INFORMATION PROVIDED section start
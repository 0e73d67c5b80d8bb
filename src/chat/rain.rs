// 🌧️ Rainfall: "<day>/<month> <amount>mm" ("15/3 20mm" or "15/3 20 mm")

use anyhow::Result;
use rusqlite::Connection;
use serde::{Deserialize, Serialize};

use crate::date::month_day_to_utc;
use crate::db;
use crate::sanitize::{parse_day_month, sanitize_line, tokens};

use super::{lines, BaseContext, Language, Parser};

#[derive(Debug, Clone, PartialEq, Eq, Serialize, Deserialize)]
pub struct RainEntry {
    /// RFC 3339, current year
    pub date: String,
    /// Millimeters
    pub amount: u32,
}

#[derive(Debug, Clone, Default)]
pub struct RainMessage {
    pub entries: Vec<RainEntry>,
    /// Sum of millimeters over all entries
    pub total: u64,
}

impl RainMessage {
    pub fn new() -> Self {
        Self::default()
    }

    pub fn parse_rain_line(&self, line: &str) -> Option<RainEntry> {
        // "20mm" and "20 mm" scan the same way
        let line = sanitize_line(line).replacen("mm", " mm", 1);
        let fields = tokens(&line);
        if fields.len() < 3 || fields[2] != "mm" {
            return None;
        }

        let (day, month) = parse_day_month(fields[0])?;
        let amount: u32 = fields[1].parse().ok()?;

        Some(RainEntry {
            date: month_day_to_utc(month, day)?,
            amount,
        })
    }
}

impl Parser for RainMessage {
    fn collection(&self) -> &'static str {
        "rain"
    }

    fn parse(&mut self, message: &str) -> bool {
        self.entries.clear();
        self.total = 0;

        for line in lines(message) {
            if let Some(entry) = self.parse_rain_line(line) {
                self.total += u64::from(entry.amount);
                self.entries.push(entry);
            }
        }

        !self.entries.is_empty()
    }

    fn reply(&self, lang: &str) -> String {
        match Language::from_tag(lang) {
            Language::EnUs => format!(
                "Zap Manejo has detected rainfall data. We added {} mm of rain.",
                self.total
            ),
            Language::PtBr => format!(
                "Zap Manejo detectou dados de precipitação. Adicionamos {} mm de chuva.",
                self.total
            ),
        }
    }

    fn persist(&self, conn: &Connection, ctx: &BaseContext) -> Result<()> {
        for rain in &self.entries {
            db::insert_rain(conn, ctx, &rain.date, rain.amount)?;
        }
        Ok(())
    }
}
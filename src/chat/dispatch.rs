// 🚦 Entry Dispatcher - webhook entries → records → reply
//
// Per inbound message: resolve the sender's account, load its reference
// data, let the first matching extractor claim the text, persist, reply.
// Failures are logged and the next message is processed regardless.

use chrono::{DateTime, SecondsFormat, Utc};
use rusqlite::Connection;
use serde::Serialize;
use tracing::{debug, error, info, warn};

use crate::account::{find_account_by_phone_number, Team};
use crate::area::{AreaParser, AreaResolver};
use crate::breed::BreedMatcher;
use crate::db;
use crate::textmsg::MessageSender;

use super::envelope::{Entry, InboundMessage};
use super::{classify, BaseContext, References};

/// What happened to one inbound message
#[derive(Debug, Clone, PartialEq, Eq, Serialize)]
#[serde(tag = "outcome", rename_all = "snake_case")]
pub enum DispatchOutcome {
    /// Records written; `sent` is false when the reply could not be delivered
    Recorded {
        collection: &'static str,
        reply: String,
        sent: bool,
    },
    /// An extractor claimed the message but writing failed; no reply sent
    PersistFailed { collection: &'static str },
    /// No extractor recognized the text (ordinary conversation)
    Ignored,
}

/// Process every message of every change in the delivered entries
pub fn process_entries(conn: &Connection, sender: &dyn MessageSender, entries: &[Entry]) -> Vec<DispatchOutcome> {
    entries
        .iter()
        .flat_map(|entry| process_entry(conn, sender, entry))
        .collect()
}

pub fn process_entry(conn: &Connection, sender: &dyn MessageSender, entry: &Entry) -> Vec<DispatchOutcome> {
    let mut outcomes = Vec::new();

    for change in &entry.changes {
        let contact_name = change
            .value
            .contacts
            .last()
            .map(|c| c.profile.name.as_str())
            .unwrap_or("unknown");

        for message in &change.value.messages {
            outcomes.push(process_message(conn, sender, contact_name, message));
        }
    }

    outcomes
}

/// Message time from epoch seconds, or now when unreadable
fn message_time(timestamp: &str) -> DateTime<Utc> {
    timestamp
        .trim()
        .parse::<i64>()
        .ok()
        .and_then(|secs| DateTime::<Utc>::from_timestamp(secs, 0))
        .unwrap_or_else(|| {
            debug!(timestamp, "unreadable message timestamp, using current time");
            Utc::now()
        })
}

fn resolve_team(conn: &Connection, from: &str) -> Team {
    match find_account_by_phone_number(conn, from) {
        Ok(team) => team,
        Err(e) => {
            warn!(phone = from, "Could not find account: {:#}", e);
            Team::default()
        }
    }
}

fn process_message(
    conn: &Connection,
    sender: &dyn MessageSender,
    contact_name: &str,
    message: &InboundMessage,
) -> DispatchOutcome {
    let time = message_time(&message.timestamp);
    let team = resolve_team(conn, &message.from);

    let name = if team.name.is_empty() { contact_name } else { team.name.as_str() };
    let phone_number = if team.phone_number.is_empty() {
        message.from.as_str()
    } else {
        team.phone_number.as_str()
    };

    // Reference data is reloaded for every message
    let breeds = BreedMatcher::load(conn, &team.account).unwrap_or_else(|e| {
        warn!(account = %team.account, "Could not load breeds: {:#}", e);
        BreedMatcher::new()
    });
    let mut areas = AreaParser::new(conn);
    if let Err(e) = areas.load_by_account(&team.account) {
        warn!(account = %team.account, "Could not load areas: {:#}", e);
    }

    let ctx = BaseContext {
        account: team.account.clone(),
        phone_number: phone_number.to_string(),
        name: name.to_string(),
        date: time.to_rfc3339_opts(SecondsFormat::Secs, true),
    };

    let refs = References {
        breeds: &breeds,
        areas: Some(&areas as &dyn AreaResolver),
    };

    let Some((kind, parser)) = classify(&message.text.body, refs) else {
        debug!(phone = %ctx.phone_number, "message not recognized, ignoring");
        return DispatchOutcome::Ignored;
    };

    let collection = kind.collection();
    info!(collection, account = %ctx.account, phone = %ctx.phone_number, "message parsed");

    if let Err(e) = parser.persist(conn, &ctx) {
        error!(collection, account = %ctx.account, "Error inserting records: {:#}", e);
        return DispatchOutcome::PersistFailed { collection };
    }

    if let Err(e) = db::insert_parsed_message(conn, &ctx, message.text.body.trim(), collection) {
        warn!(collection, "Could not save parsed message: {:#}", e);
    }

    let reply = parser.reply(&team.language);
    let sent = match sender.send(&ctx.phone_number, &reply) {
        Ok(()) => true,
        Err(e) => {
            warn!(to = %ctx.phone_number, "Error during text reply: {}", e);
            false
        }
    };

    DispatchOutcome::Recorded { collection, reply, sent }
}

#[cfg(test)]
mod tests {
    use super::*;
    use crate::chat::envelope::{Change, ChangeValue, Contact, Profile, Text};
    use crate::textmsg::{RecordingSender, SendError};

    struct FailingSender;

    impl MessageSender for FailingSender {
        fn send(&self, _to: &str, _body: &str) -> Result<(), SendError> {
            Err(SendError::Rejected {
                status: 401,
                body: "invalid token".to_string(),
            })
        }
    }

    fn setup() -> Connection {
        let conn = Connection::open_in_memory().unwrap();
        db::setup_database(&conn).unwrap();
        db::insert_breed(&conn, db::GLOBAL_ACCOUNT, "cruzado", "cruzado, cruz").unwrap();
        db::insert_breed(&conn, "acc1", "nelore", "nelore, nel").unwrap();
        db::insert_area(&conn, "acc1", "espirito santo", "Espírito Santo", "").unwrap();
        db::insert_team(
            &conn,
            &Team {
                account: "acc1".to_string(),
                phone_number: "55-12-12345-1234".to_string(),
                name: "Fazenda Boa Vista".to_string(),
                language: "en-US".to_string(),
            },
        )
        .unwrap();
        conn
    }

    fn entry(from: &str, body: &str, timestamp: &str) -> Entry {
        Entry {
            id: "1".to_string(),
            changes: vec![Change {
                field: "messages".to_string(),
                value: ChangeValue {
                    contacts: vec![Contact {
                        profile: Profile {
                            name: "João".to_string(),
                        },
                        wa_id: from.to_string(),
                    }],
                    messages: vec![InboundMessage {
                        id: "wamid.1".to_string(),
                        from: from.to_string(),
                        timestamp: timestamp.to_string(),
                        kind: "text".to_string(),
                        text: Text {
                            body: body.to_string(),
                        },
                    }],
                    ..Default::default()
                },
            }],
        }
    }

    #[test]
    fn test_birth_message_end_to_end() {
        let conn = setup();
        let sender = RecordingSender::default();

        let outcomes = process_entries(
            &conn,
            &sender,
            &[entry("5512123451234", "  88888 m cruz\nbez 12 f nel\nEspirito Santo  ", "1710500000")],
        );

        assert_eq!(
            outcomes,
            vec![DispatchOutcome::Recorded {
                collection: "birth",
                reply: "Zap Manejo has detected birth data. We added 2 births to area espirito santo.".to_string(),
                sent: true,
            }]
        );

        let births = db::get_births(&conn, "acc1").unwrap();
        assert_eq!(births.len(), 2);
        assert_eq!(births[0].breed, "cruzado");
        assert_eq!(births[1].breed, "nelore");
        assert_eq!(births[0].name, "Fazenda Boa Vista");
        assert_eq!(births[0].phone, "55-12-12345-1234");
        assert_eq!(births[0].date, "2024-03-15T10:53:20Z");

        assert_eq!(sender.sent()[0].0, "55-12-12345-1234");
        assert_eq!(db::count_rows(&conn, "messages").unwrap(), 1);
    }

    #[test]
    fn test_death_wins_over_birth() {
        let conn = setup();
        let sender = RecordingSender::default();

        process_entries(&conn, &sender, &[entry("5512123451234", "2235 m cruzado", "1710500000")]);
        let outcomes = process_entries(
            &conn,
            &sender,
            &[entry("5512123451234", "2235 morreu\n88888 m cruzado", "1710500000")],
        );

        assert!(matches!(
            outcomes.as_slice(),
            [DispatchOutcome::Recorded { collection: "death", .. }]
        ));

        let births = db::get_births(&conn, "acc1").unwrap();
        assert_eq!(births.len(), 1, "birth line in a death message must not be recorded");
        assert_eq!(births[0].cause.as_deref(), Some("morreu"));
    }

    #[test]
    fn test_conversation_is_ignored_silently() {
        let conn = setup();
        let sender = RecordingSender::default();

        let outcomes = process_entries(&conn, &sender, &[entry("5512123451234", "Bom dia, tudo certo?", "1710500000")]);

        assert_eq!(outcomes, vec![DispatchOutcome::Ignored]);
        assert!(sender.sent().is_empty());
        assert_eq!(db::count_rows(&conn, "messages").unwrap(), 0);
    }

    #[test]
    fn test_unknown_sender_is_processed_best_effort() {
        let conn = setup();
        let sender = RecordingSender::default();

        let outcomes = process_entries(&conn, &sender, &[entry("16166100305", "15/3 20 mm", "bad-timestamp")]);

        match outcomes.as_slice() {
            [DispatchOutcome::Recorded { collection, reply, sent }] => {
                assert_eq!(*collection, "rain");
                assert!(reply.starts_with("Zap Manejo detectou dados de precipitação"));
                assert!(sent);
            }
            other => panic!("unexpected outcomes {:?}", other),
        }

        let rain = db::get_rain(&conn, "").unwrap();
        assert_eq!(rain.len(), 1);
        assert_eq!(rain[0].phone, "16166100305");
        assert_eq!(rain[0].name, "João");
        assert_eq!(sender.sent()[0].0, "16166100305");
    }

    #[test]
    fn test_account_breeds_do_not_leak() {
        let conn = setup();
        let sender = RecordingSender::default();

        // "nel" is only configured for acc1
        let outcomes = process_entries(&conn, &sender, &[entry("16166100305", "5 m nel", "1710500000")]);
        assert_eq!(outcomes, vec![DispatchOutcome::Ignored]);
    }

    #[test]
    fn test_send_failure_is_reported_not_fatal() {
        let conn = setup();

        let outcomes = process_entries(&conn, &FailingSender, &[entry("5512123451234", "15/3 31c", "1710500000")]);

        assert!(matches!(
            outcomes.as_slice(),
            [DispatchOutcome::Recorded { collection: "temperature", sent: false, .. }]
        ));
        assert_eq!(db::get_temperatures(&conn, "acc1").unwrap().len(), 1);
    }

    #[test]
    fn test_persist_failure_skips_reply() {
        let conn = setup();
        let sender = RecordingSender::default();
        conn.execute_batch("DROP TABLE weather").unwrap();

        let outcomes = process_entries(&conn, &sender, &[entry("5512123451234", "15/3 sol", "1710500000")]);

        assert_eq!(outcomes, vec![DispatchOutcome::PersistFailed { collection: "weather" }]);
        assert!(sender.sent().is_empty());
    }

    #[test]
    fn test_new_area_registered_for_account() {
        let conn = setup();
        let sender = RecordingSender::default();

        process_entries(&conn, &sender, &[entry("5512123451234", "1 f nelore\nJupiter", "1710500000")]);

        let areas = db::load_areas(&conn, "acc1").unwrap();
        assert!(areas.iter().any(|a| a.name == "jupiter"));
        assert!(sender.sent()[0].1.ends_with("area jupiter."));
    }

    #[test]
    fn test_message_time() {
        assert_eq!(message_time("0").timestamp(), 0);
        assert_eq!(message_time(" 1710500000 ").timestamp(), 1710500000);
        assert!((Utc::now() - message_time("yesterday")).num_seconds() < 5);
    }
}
INFORMATION PROVIDED section end
INFORMATION PROVIDED section start
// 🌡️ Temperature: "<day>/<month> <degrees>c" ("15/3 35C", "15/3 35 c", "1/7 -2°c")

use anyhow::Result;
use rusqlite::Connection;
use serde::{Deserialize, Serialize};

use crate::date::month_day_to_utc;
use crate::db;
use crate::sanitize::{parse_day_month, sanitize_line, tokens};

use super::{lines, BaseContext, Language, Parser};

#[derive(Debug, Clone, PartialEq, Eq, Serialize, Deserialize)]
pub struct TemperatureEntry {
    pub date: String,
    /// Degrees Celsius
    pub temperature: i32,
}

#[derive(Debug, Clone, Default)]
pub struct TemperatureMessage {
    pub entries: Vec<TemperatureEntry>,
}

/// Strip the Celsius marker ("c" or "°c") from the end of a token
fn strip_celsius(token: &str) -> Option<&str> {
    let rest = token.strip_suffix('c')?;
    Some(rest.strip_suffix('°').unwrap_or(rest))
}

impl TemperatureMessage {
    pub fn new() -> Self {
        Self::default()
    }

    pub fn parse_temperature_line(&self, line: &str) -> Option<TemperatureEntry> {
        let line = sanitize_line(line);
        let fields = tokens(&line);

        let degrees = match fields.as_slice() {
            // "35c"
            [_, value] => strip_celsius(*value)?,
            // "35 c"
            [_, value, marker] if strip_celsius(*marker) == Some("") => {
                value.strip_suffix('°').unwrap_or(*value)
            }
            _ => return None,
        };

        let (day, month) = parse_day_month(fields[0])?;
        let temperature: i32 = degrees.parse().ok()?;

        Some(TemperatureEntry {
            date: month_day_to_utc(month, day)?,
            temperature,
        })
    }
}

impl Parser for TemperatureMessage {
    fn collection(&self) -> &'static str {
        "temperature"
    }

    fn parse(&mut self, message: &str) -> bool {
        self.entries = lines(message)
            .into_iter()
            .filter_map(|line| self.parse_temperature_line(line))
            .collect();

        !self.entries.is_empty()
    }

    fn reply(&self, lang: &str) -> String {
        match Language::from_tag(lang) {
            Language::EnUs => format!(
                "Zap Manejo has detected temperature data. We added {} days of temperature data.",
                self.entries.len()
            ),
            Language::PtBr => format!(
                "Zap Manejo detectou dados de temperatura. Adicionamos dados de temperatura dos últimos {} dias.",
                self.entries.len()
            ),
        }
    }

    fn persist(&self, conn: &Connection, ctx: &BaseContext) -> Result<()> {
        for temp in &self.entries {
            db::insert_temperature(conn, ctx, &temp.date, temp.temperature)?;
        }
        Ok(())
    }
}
INFORMATION PROVIDED section end
▸ **BRIEF**
Determine the number of lines in the preceding data that contain the word "births". Reply with that number only.

▸ **TASK OUTPUT**
11